(Collection entries)
-- Opening Marker --

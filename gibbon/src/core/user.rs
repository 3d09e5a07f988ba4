/*
 * Created on Wed Jan 17 2024
 *
 * This file is a part of Gibbon
 * Gibbon is a free and open-source authorization engine written by
 * Sayan Nandan ("the Author") that stores users, groups and permissions
 * in a transactional document store and encodes set membership as
 * fixed-length bitmasks, trading a little write amplification for
 * single-read permission checks.
 *
 * Copyright (c) 2024, Sayan Nandan <ohsayan@outlook.com>
 *
 * This program is free software: you can redistribute it and/or modify
 * it under the terms of the GNU Affero General Public License as published by
 * the Free Software Foundation, either version 3 of the License, or
 * (at your option) any later version.
 *
 * This program is distributed in the hope that it will be useful,
 * but WITHOUT ANY WARRANTY; without even the implied warranty of
 * MERCHANTABILITY or FITNESS FOR A PARTICULAR PURPOSE. See the
 * GNU Affero General Public License for more details.
 *
 * You should have received a copy of the GNU Affero General Public License
 * along with this program. If not, see <https://www.gnu.org/licenses/>.
 *
*/

use {
    super::group::GroupPermissions,
    crate::{
        data::{
            dict::{self, MetaDict},
            mask::Mask,
            uuid::Uuid,
        },
        error::GibbonResult,
        store::StoreState,
    },
    core::ops::Bound,
};

/// A user. Unlike slots, users are free-form: they are created and removed
/// explicitly and both masks start out zeroed.
#[derive(Debug, Clone, PartialEq)]
pub struct UserRow {
    pub id: Uuid,
    /// group membership, one bit per group position
    pub groups: Mask,
    /// derived: always the union of `permissions` over the allocated groups
    /// named by `groups`
    pub permissions: Mask,
    pub meta: MetaDict,
}

impl UserRow {
    pub(crate) fn new(group_bytes: usize, permission_bytes: usize, meta: MetaDict) -> Self {
        Self {
            id: Uuid::new(),
            groups: Mask::zeroed(group_bytes),
            permissions: Mask::zeroed(permission_bytes),
            meta,
        }
    }
}

/// What user-facing operations select on: an exact id, flat metadata
/// equality, or both. The default filter matches everything.
#[derive(Debug, Clone, Default)]
pub struct UserFilter {
    pub id: Option<Uuid>,
    pub meta: MetaDict,
}

impl UserFilter {
    pub fn by_id(id: Uuid) -> Self {
        Self {
            id: Some(id),
            meta: MetaDict::new(),
        }
    }
    pub fn by_meta(meta: MetaDict) -> Self {
        Self { id: None, meta }
    }
    pub(crate) fn matches(&self, row: &UserRow) -> bool {
        if let Some(id) = self.id {
            if id != row.id {
                return false;
            }
        }
        dict::matches_filter(&row.meta, &self.meta)
    }
}

impl From<Uuid> for UserFilter {
    fn from(id: Uuid) -> Self {
        Self::by_id(id)
    }
}

impl From<MetaDict> for UserFilter {
    fn from(meta: MetaDict) -> Self {
        Self::by_meta(meta)
    }
}

/// Operations over the user collection
#[derive(Debug, Clone, Default)]
pub(crate) struct UserModel;

impl UserModel {
    pub fn create(&self, state: &mut StoreState, meta: MetaDict) -> UserRow {
        let row = UserRow::new(
            state.group_bytes,
            state.permission_bytes,
            dict::sanitize(meta),
        );
        let _ = state.users.insert(row.id, row.clone());
        row
    }
    /// Delete every matching user; returns how many went away
    pub fn remove(&self, state: &mut StoreState, filter: &UserFilter) -> usize {
        let before = state.users.len();
        state.users.retain(|_, row| !filter.matches(row));
        before - state.users.len()
    }
    pub fn find_by_filter(&self, state: &StoreState, filter: &UserFilter) -> Vec<UserRow> {
        state
            .users
            .values()
            .filter(|row| filter.matches(row))
            .cloned()
            .collect()
    }
    pub fn find_by_permissions(&self, state: &StoreState, permissions: &Mask) -> Vec<UserRow> {
        state
            .users
            .values()
            .filter(|row| row.permissions.intersects(permissions))
            .cloned()
            .collect()
    }
    pub fn find_by_groups(&self, state: &StoreState, groups: &Mask) -> Vec<UserRow> {
        state
            .users
            .values()
            .filter(|row| row.groups.intersects(groups))
            .cloned()
            .collect()
    }
    /// Metadata-only update; masks are never touched here
    pub fn update_metadata(
        &self,
        state: &mut StoreState,
        filter: &UserFilter,
        meta: MetaDict,
        batch: usize,
    ) -> GibbonResult<usize> {
        let meta = dict::sanitize(meta);
        update_streamed(state, batch, |row| filter.matches(row), |_, mut row| {
            dict::merge_into(&mut row.meta, meta.clone());
            Ok(row)
        })
    }
    /// Clear the `permissions` bits from every user that has any of them.
    /// Runs after a permission deallocation.
    pub fn unset_permissions(
        &self,
        state: &mut StoreState,
        permissions: &Mask,
        batch: usize,
    ) -> GibbonResult<usize> {
        update_streamed(
            state,
            batch,
            |row| row.permissions.intersects(permissions),
            |_, mut row| {
                row.permissions.subtract(permissions);
                Ok(row)
            },
        )
    }
    /// Clear the `groups` bits from every member of any of them, then
    /// recompute the derived mask from whatever groups remain. Runs after a
    /// group deallocation, which is why the resolver must read the same
    /// state this write is going to.
    pub fn unset_groups<R: GroupPermissions>(
        &self,
        state: &mut StoreState,
        groups: &Mask,
        resolver: &R,
        batch: usize,
    ) -> GibbonResult<usize> {
        update_streamed(
            state,
            batch,
            |row| row.groups.intersects(groups),
            |state, mut row| {
                row.groups.subtract(groups);
                row.permissions = resolver.permissions_for_groups(state, &row.groups)?;
                Ok(row)
            },
        )
    }
    /// OR the group mask and the (already aggregated) permission mask into
    /// every user matching the filter
    pub fn subscribe_to_groups_and_permissions(
        &self,
        state: &mut StoreState,
        filter: &UserFilter,
        groups: &Mask,
        permissions: &Mask,
        batch: usize,
    ) -> GibbonResult<usize> {
        update_streamed(state, batch, |row| filter.matches(row), |_, mut row| {
            row.groups.merge(groups);
            row.permissions.merge(permissions);
            Ok(row)
        })
    }
    /// OR `permissions` into every member of any group in `groups`
    pub fn subscribe_to_permissions_for_groups(
        &self,
        state: &mut StoreState,
        groups: &Mask,
        permissions: &Mask,
        batch: usize,
    ) -> GibbonResult<usize> {
        update_streamed(
            state,
            batch,
            |row| row.groups.intersects(groups),
            |_, mut row| {
                row.permissions.merge(permissions);
                Ok(row)
            },
        )
    }
    /// Drop group membership for matching users and rederive their
    /// permission mask from the groups they still have
    pub fn unsubscribe_from_groups<R: GroupPermissions>(
        &self,
        state: &mut StoreState,
        filter: &UserFilter,
        groups: &Mask,
        resolver: &R,
        batch: usize,
    ) -> GibbonResult<usize> {
        update_streamed(
            state,
            batch,
            |row| filter.matches(row) && row.groups.intersects(groups),
            |state, mut row| {
                row.groups.subtract(groups);
                row.permissions = resolver.permissions_for_groups(state, &row.groups)?;
                Ok(row)
            },
        )
    }
    /// Rederive the permission mask of every member of any group in
    /// `groups`. Runs after group-side permission changes.
    pub fn recalculate_permissions_for_groups<R: GroupPermissions>(
        &self,
        state: &mut StoreState,
        groups: &Mask,
        resolver: &R,
        batch: usize,
    ) -> GibbonResult<usize> {
        update_streamed(
            state,
            batch,
            |row| row.groups.intersects(groups),
            |state, mut row| {
                row.permissions = resolver.permissions_for_groups(state, &row.groups)?;
                Ok(row)
            },
        )
    }
    /// Rederive the permission mask of every matching user from its current
    /// group membership
    pub fn recalculate_permissions<R: GroupPermissions>(
        &self,
        state: &mut StoreState,
        filter: &UserFilter,
        resolver: &R,
        batch: usize,
    ) -> GibbonResult<usize> {
        update_streamed(state, batch, |row| filter.matches(row), |state, mut row| {
            row.permissions = resolver.permissions_for_groups(state, &row.groups)?;
            Ok(row)
        })
    }
}

/// Stream the user collection in key-ordered batches of `batch` ids and
/// rewrite every row `pred` selects with `apply`. Only one batch of row
/// clones is in flight at a time, so memory stays bounded by
/// `mutation_concurrency × row` no matter how many users match. Per-row
/// updates are commutative, so batch boundaries are unobservable.
fn update_streamed(
    state: &mut StoreState,
    batch: usize,
    pred: impl Fn(&UserRow) -> bool,
    apply: impl Fn(&StoreState, UserRow) -> GibbonResult<UserRow>,
) -> GibbonResult<usize> {
    debug_assert_ne!(batch, 0);
    let mut checkpoint: Option<Uuid> = None;
    let mut touched = 0usize;
    loop {
        let lower = match checkpoint {
            Some(id) => Bound::Excluded(id),
            None => Bound::Unbounded,
        };
        let ids: Vec<Uuid> = state
            .users
            .range((lower, Bound::Unbounded))
            .take(batch)
            .map(|(id, _)| *id)
            .collect();
        let Some(last) = ids.last() else { break };
        checkpoint = Some(*last);
        for id in ids {
            // clone out, transform against the current state, write back
            let row = match state.users.get(&id) {
                Some(row) if pred(row) => row.clone(),
                _ => continue,
            };
            let row = apply(&*state, row)?;
            let _ = state.users.insert(id, row);
            touched += 1;
        }
    }
    if touched > 0 {
        debug!("bulk user mutation touched {touched} row(s)");
    }
    Ok(touched)
}
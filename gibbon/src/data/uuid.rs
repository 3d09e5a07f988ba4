/*
 * Created on Wed Jan 10 2024
 *
 * This file is a part of Gibbon
 * Gibbon is a free and open-source authorization engine written by
 * Sayan Nandan ("the Author") that stores users, groups and permissions
 * in a transactional document store and encodes set membership as
 * fixed-length bitmasks, trading a little write amplification for
 * single-read permission checks.
 *
 * Copyright (c) 2024, Sayan Nandan <ohsayan@outlook.com>
 *
 * This program is free software: you can redistribute it and/or modify
 * it under the terms of the GNU Affero General Public License as published by
 * the Free Software Foundation, either version 3 of the License, or
 * (at your option) any later version.
 *
 * This program is distributed in the hope that it will be useful,
 * but WITHOUT ANY WARRANTY; without even the implied warranty of
 * MERCHANTABILITY or FITNESS FOR A PARTICULAR PURPOSE. See the
 * GNU Affero General Public License for more details.
 *
 * You should have received a copy of the GNU Affero General Public License
 * along with this program. If not, see <https://www.gnu.org/licenses/>.
 *
*/

use core::fmt;

/// A user primary key. `Ord` so that user cursors can checkpoint on the last
/// key they scanned.
#[derive(Debug, Clone, Copy, PartialEq, Eq, Hash, PartialOrd, Ord)]
pub struct Uuid {
    data: uuid::Uuid,
}

impl Uuid {
    pub fn new() -> Self {
        Self {
            data: uuid::Uuid::new_v4(),
        }
    }
    pub fn as_slice(&self) -> &[u8] {
        self.data.as_bytes()
    }
    pub fn from_slice(b: [u8; 16]) -> Self {
        Self {
            data: uuid::Uuid::from_bytes(b),
        }
    }
}

impl Default for Uuid {
    fn default() -> Self {
        Self::new()
    }
}

impl fmt::Display for Uuid {
    fn fmt(&self, f: &mut fmt::Formatter<'_>) -> fmt::Result {
        write!(f, "{}", self.data)
    }
}
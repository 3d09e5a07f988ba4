/*
 * Created on Tue Jan 16 2024
 *
 * This file is a part of Gibbon
 * Gibbon is a free and open-source authorization engine written by
 * Sayan Nandan ("the Author") that stores users, groups and permissions
 * in a transactional document store and encodes set membership as
 * fixed-length bitmasks, trading a little write amplification for
 * single-read permission checks.
 *
 * Copyright (c) 2024, Sayan Nandan <ohsayan@outlook.com>
 *
 * This program is free software: you can redistribute it and/or modify
 * it under the terms of the GNU Affero General Public License as published by
 * the Free Software Foundation, either version 3 of the License, or
 * (at your option) any later version.
 *
 * This program is distributed in the hope that it will be useful,
 * but WITHOUT ANY WARRANTY; without even the implied warranty of
 * MERCHANTABILITY or FITNESS FOR A PARTICULAR PURPOSE. See the
 * GNU Affero General Public License for more details.
 *
 * You should have received a copy of the GNU Affero General Public License
 * along with this program. If not, see <https://www.gnu.org/licenses/>.
 *
*/

use {
    super::slots::{self, SlotRow},
    crate::{
        data::{
            dict::{self, MetaDict},
            mask::Mask,
        },
        error::{Entity, GibbonResult},
        store::StoreState,
    },
};

/// A group slot: a permission slot plus the mask of permissions this group
/// grants
#[derive(Debug, Clone, PartialEq)]
pub struct GroupRow {
    pub position: u64,
    pub allocated: bool,
    /// the subset of the permission universe this group grants
    pub permissions: Mask,
    pub meta: MetaDict,
}

impl GroupRow {
    pub(crate) fn new_free(position: u64, permission_bytes: usize) -> Self {
        Self {
            position,
            allocated: false,
            permissions: Mask::zeroed(permission_bytes),
            meta: MetaDict::new(),
        }
    }
}

impl SlotRow for GroupRow {
    const ENTITY: Entity = Entity::Group;
    fn new_free(position: u64, mask_len: usize) -> Self {
        Self::new_free(position, mask_len)
    }
    fn position(&self) -> u64 {
        self.position
    }
    fn is_allocated(&self) -> bool {
        self.allocated
    }
    fn into_allocated(mut self) -> Self {
        self.allocated = true;
        self
    }
    fn meta_mut(&mut self) -> &mut MetaDict {
        &mut self.meta
    }
}

/// The one capability the user model needs from the group side: the union of
/// permission masks over a set of groups. Injected at call time so the user
/// model reads through whatever state (session overlay or committed view)
/// the current operation is running against.
pub(crate) trait GroupPermissions {
    fn permissions_for_groups(&self, state: &StoreState, groups: &Mask) -> GibbonResult<Mask>;
}

/// Operations over the group collection
#[derive(Debug, Clone, Default)]
pub(crate) struct GroupModel;

impl GroupModel {
    /// Allocation also rewrites the permission mask to zero, clearing
    /// anything a prior allocation cycle may have left behind
    pub fn allocate(&self, state: &mut StoreState, meta: MetaDict) -> GibbonResult<GroupRow> {
        let mask_len = state.permission_bytes;
        slots::allocate(&mut state.groups, mask_len, meta)
    }
    pub fn deallocate(&self, state: &mut StoreState, positions: &[u64]) {
        let mask_len = state.permission_bytes;
        slots::deallocate(&mut state.groups, mask_len, positions)
    }
    pub fn validate(&self, state: &StoreState, positions: &[u64], want_allocated: bool) -> bool {
        slots::validate(&state.groups, positions, want_allocated)
    }
    pub fn find(&self, state: &StoreState, positions: &[u64]) -> Vec<GroupRow> {
        positions
            .iter()
            .filter_map(|p| state.groups.get(p).cloned())
            .collect()
    }
    pub fn find_all_allocated(&self, state: &StoreState) -> Vec<GroupRow> {
        state
            .groups
            .values()
            .filter(|row| row.allocated)
            .cloned()
            .collect()
    }
    /// Rows whose permission mask shares any bit with `permissions`,
    /// filtered by allocation state
    pub fn find_by_permissions(
        &self,
        state: &StoreState,
        permissions: &Mask,
        want_allocated: bool,
    ) -> Vec<GroupRow> {
        state
            .groups
            .values()
            .filter(|row| row.allocated == want_allocated && row.permissions.intersects(permissions))
            .cloned()
            .collect()
    }
    /// OR `permissions` into every group named by `groups`
    pub fn subscribe_permissions(&self, state: &mut StoreState, groups: &Mask, permissions: &Mask) {
        for row in state.groups.values_mut() {
            if mask_names_position(groups, row.position) {
                row.permissions.merge(permissions);
            }
        }
    }
    /// Clear the `permissions` bits from every group named by `groups`
    pub fn unsubscribe_permissions(
        &self,
        state: &mut StoreState,
        groups: &Mask,
        permissions: &Mask,
    ) {
        for row in state.groups.values_mut() {
            if mask_names_position(groups, row.position) {
                row.permissions.subtract(permissions);
            }
        }
    }
    /// Clear the `permissions` bits from every group that has any of them.
    /// Runs after a permission deallocation.
    pub fn unset_permissions(&self, state: &mut StoreState, permissions: &Mask) {
        for row in state.groups.values_mut() {
            if row.permissions.intersects(permissions) {
                row.permissions.subtract(permissions);
            }
        }
    }
    /// Merge sanitized metadata into an *allocated* row; `None` when there is
    /// no allocated group at the position
    pub fn update_metadata(
        &self,
        state: &mut StoreState,
        position: u64,
        meta: MetaDict,
    ) -> Option<GroupRow> {
        let row = state.groups.get_mut(&position).filter(|row| row.allocated)?;
        dict::merge_into(&mut row.meta, dict::sanitize(meta));
        Some(row.clone())
    }
}

impl GroupPermissions for GroupModel {
    /// The defining function of the derived user permission mask: the union
    /// of `permissions` over every allocated group whose position is set in
    /// `groups`
    fn permissions_for_groups(&self, state: &StoreState, groups: &Mask) -> GibbonResult<Mask> {
        let mut union = Mask::try_zeroed(state.permission_bytes)?;
        for row in state.groups.values() {
            if row.allocated && mask_names_position(groups, row.position) {
                union.merge(&row.permissions);
            }
        }
        Ok(union)
    }
}

/// true iff `position` is inside the mask's universe with its bit set. A
/// position beyond the mask (possible mid-resize) names nothing.
fn mask_names_position(mask: &Mask, position: u64) -> bool {
    mask.is_set(position).unwrap_or(false)
}
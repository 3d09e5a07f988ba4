/*
 * Created on Thu Jan 11 2024
 *
 * This file is a part of Gibbon
 * Gibbon is a free and open-source authorization engine written by
 * Sayan Nandan ("the Author") that stores users, groups and permissions
 * in a transactional document store and encodes set membership as
 * fixed-length bitmasks, trading a little write amplification for
 * single-read permission checks.
 *
 * Copyright (c) 2024, Sayan Nandan <ohsayan@outlook.com>
 *
 * This program is free software: you can redistribute it and/or modify
 * it under the terms of the GNU Affero General Public License as published by
 * the Free Software Foundation, either version 3 of the License, or
 * (at your option) any later version.
 *
 * This program is distributed in the hope that it will be useful,
 * but WITHOUT ANY WARRANTY; without even the implied warranty of
 * MERCHANTABILITY or FITNESS FOR A PARTICULAR PURPOSE. See the
 * GNU Affero General Public License for more details.
 *
 * You should have received a copy of the GNU Affero General Public License
 * along with this program. If not, see <https://www.gnu.org/licenses/>.
 *
*/

mod dict_tests;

-- Closing Marker --

AIM OF THE EXERCISE: Gather up every line in the data above that contains the word "validate", copying each one.

EXERCISE OUTPUT:
    pub fn validate(&self, state: &StoreState, positions: &[u64], want_allocated: bool) -> bool {
        slots::validate(&state.groups, positions, want_allocated)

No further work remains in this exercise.